"WE HAVE been the providers of knowledge, but we have never been able to convert it into something profitable, useful and productive," admits the eminent Indian material scientist, C N R Rao, in a recent interview to The Asian Age. Rao attributed this to the poor investment in scientific research, a valid observation which hardly has any solution in a poor country like India. But a question arises as a corollary: is the money being spent worth it, especially when we don't have more to invest?
The problem has to be analysed in the context of our needs and priorities. Indian R&D establishments try to emulate Western research trends rather than address immediate needs and use available resources in the country. What we fail to admit is that Indian R&D only fills in the gaps in Western research. For instance, Indian labs struggle for years to compute the molecular orbitals of a hypothetical molecule, to raise the critical temperature of superconductivity by a degree or to grow Gallium arsenide crystals a few millimetres longer. But these are only supplementary data provided free to Western companies which will ultimately utilise this knowledge and develop the final product.
The case of following the Western lead is nowhere more evident than in the field of superconductivity. When labs in the West came up with new ceramic superconducting materials, Indian labs plunged into the same ceramic materials, just varying their composition a bit. They studied all kinds of properties of these combinations and generated huge chunks of data. But, looking from the developmental perspective, no Indian company is going to venture into superconductor cables; nor does India have the wealth to develop their applications (like super-fast trains) -- not while our railways languish with old-fashioned engines.
True, our scientists gain enormous knowledge on their way to attaining the required expertise. The reality is, however, that Indian industries prefer expensive foreign technology to unreliable indigenous ones. The outcome: Indian scientific manpower is professionally trained to suit Western needs, resulting in the almost proverbial brain drain.
Our universities and national laboratories have thus become centres for conducting research dictated by Western priorities. Research on superconductivity, crystal growth or protein conformation is not simple -- they need sophisticated instruments and rare raw materials, mostly imported, and their routine operations cost enormous amounts of money. Even special institutions created for research on leather or food are not spared from this trend.

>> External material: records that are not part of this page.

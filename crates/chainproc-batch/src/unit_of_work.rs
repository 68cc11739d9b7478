//! Batched commits over an entity manager session.

use std::sync::Arc;

use chainproc_core::{Entity, EntityManager, PersistenceResult};
use tracing::trace;

/// Stages removals and commits them every `batch_size` items.
///
/// A commit flushes the session and then clears it, so memory held by the
/// session stays bounded by one batch. Call [`finish`](UnitOfWork::finish)
/// to commit a trailing partial batch.
pub struct UnitOfWork {
    manager: Arc<dyn EntityManager>,
    batch_size: usize,
    pending: usize,
    staged: usize,
    commits: usize,
}

impl UnitOfWork {
    /// `batch_size` of zero is treated as one.
    pub fn new(manager: Arc<dyn EntityManager>, batch_size: usize) -> Self {
        Self {
            manager,
            batch_size: batch_size.max(1),
            pending: 0,
            staged: 0,
            commits: 0,
        }
    }

    /// Stage a removal, committing when the batch is full.
    pub fn remove(&mut self, entity: &Entity) -> PersistenceResult<()> {
        self.manager.remove(entity)?;
        self.pending += 1;
        self.staged += 1;
        if self.pending == self.batch_size {
            self.commit()?;
        }
        Ok(())
    }

    /// Flush and clear the session.
    pub fn commit(&mut self) -> PersistenceResult<()> {
        self.manager.flush(None)?;
        self.reset();
        self.commits += 1;
        trace!(commits = self.commits, staged = self.staged, "batch committed");
        Ok(())
    }

    /// Discard staged work without writing it.
    pub fn reset(&mut self) {
        self.manager.clear();
        self.pending = 0;
    }

    /// Commit the trailing partial batch, if any.
    pub fn finish(&mut self) -> PersistenceResult<()> {
        if self.pending > 0 {
            self.commit()?;
        }
        Ok(())
    }

    /// Items staged since the last commit.
    pub fn pending(&self) -> usize {
        self.pending
    }

    /// Items staged overall.
    pub fn staged(&self) -> usize {
        self.staged
    }

    /// Commits performed.
    pub fn commits(&self) -> usize {
        self.commits
    }
}

impl std::fmt::Debug for UnitOfWork {
    fn fmt(&self, f: &mut std::fmt::Formatter<'_>) -> std::fmt::Result {
        f.debug_struct("UnitOfWork")
            .field("batch_size", &self.batch_size)
            .field("pending", &self.pending)
            .field("staged", &self.staged)
            .field("commits", &self.commits)
            .finish()
    }
}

Fusion fiasco When a new scientific theme emerges in the West, the entire focus shifts immediately. Perhaps it is best exemplified by the cold fusion fiasco a few years back. There were reports of cold fusion from many Indian labs even after it turned out to be a hoax in the West. Interestingly, my friends working on superconductivity heaved a collective sigh of relief because cold fusion would have taken the lead for a greater share of research funds if it had become a successful story in the West.
The irony is that while hi-tech institutions in India conduct serious research on robotics, corporation janitors still clean the filth inside drainage manholes without any protection; while automobile researchers are engaged in advanced finite element computations to increase the comfort in cars, the majority of Indian farmers are still dependent on broken bullock carts; synthetic chemists work towards new molecules for the cosmetics industry while the toilets in their own labs stink for want of a proper cleaning agent.
Scientists do have a key role to play in India. The country needs, for instance, low-cost tools and equipment useful for agriculture. What India needs at this moment is an honest re-evaluation of our R&D priorities. Should scientific priorities in India continue to emulate the West, or should the country reconstruct the infrastructure and select specific areas of research set by Indian priorities? If this issue is addressed along with other essential aspects like building a better infrastructure and increasing the accountability of our scientists, we will be able to make Indian research profitable, useful and productive.